* Data for the task *
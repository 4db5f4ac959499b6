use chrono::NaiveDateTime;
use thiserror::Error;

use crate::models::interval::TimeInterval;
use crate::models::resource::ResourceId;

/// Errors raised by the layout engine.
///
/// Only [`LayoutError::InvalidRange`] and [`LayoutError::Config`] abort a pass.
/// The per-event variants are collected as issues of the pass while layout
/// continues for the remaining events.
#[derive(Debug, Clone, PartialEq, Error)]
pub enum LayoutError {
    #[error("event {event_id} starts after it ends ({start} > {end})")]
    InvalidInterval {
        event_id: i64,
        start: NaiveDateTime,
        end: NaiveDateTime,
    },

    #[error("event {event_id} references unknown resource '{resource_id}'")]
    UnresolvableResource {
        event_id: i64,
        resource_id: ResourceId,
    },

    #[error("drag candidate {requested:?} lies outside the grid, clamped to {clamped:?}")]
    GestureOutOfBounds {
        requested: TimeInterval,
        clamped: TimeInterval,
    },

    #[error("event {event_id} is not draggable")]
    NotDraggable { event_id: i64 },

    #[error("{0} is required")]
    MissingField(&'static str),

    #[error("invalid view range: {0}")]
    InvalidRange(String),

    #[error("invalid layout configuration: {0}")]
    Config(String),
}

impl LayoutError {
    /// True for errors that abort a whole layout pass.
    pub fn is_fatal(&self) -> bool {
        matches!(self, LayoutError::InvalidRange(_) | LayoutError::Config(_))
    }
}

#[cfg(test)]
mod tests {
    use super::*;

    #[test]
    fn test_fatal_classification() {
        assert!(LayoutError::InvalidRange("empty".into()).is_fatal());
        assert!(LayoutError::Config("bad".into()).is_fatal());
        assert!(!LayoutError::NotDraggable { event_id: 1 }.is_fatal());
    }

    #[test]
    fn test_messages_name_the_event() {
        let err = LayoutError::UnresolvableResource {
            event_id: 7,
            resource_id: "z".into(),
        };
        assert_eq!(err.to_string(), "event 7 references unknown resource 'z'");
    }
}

* Exercise description *
Copy out each line of the material above, word for word, from the first down to the line containing "abort a pass.". Add nothing.

* Your response *
repository 4db5f4ac959499b6
use chrono::NaiveDateTime;
use thiserror::Error;

use crate::models::interval::TimeInterval;
use crate::models::resource::ResourceId;

/// Errors raised by the layout engine.
///
/// Only [`LayoutError::InvalidRange`] and [`LayoutError::Config`] abort a pass.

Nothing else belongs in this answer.